Problem requirements -> Find the word "Build" in the data. Return every line where it appears.

(Records from a data collection)
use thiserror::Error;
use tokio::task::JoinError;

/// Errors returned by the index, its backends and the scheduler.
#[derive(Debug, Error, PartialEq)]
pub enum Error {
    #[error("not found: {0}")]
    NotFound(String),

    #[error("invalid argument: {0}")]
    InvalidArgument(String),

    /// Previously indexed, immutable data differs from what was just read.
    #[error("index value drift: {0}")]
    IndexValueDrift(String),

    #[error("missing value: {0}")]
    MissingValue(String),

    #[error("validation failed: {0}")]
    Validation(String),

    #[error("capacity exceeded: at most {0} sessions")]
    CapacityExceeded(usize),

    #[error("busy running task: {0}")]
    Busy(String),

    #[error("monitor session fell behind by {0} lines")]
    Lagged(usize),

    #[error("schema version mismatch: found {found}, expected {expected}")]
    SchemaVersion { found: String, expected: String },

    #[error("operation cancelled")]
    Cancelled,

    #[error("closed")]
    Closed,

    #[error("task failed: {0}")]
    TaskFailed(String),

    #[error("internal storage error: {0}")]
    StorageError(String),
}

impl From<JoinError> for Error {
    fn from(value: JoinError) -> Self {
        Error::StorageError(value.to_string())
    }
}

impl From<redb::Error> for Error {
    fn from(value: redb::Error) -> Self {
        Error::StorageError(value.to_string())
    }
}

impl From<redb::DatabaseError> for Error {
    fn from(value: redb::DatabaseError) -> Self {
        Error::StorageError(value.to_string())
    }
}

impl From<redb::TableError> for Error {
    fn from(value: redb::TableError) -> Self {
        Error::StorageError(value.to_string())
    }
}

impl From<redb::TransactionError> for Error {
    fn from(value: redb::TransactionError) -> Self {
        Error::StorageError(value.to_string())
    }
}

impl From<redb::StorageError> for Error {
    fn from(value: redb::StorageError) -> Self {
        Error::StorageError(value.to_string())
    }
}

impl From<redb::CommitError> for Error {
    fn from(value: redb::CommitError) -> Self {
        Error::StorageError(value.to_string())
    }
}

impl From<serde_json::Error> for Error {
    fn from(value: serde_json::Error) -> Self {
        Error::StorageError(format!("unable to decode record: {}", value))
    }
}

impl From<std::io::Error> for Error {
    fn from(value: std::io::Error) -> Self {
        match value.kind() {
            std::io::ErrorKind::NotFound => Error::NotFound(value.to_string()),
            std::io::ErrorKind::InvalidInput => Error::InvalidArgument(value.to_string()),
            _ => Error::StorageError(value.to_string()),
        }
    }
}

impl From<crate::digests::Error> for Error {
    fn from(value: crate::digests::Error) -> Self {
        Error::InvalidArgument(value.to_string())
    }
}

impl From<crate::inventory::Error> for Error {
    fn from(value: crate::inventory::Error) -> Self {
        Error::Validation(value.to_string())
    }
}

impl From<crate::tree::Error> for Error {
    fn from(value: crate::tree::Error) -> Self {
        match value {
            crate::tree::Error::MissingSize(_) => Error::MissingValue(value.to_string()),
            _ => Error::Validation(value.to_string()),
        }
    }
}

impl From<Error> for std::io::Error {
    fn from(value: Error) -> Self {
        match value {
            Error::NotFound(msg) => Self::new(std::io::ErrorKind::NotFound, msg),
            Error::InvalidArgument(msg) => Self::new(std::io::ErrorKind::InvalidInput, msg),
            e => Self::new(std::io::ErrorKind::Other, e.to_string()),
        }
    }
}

* * *

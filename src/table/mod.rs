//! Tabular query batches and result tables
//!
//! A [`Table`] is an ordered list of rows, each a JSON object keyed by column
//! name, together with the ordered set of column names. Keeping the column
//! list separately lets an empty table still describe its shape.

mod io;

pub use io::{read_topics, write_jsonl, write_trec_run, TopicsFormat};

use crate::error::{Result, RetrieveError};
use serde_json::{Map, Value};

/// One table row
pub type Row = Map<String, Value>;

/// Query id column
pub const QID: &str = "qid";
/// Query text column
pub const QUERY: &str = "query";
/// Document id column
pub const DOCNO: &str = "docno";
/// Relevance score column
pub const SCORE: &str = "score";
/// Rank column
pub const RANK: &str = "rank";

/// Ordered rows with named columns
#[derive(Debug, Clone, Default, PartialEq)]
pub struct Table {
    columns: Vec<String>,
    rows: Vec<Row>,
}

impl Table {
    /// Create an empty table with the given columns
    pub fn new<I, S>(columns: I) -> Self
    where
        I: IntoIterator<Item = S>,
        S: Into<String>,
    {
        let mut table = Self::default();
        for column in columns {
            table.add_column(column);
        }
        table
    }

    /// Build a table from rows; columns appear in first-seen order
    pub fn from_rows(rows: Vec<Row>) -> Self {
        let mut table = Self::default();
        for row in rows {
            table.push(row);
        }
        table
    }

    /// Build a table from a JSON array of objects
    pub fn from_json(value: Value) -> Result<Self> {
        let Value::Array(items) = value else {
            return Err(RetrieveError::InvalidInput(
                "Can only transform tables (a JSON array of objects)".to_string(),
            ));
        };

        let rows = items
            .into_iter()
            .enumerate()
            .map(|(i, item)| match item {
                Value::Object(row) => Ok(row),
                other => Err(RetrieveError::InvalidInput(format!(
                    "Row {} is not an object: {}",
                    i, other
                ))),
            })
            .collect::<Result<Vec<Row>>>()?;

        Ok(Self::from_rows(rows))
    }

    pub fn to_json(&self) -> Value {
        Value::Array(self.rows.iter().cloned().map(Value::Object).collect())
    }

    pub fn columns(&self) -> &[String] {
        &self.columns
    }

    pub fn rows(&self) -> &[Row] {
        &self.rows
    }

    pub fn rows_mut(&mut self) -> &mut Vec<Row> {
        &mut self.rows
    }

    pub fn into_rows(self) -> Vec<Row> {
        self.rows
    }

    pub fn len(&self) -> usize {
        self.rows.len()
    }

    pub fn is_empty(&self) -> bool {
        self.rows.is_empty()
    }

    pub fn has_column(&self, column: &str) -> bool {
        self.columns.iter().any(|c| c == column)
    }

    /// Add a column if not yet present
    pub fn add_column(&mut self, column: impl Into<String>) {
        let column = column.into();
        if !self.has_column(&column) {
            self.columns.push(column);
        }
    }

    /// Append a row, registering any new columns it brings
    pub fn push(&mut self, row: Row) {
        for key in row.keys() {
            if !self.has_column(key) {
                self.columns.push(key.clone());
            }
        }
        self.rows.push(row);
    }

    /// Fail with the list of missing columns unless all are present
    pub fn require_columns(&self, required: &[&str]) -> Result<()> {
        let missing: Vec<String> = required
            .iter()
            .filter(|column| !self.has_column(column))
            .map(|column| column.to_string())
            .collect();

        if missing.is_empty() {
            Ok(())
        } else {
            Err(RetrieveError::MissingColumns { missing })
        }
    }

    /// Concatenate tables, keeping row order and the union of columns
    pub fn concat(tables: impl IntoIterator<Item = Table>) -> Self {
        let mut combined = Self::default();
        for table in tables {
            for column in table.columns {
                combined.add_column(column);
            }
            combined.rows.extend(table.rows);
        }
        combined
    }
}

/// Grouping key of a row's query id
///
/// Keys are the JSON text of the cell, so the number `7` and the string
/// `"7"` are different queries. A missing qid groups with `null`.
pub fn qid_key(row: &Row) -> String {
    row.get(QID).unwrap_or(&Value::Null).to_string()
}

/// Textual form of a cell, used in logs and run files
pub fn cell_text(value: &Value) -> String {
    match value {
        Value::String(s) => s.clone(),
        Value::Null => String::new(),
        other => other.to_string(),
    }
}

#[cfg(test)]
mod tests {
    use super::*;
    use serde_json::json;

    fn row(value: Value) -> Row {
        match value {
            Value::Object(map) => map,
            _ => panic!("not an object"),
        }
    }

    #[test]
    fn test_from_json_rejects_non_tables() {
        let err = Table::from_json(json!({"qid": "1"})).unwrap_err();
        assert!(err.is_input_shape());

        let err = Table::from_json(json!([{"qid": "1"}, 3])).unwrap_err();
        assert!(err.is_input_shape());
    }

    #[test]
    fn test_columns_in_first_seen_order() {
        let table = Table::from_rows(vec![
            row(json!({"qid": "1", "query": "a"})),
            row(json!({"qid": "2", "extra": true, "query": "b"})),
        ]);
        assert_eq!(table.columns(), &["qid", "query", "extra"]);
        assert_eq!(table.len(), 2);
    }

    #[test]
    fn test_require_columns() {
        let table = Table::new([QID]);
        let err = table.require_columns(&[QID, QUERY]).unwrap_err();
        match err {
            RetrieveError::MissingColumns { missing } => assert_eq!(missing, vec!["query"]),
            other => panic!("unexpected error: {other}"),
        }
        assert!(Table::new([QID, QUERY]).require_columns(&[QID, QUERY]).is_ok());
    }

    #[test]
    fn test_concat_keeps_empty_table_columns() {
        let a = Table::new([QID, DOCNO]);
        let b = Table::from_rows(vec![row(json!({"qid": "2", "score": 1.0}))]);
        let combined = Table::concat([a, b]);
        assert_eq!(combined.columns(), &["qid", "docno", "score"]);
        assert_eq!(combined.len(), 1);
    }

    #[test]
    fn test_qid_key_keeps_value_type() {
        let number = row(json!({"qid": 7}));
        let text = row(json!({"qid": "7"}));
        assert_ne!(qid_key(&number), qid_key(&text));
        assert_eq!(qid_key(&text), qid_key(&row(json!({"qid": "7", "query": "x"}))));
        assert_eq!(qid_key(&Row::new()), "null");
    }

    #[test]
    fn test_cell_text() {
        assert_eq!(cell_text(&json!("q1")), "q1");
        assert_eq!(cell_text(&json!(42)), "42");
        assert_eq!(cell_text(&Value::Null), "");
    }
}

Result below ->
    /// Build a table from rows; columns appear in first-seen order
    /// Build a table from a JSON array of objects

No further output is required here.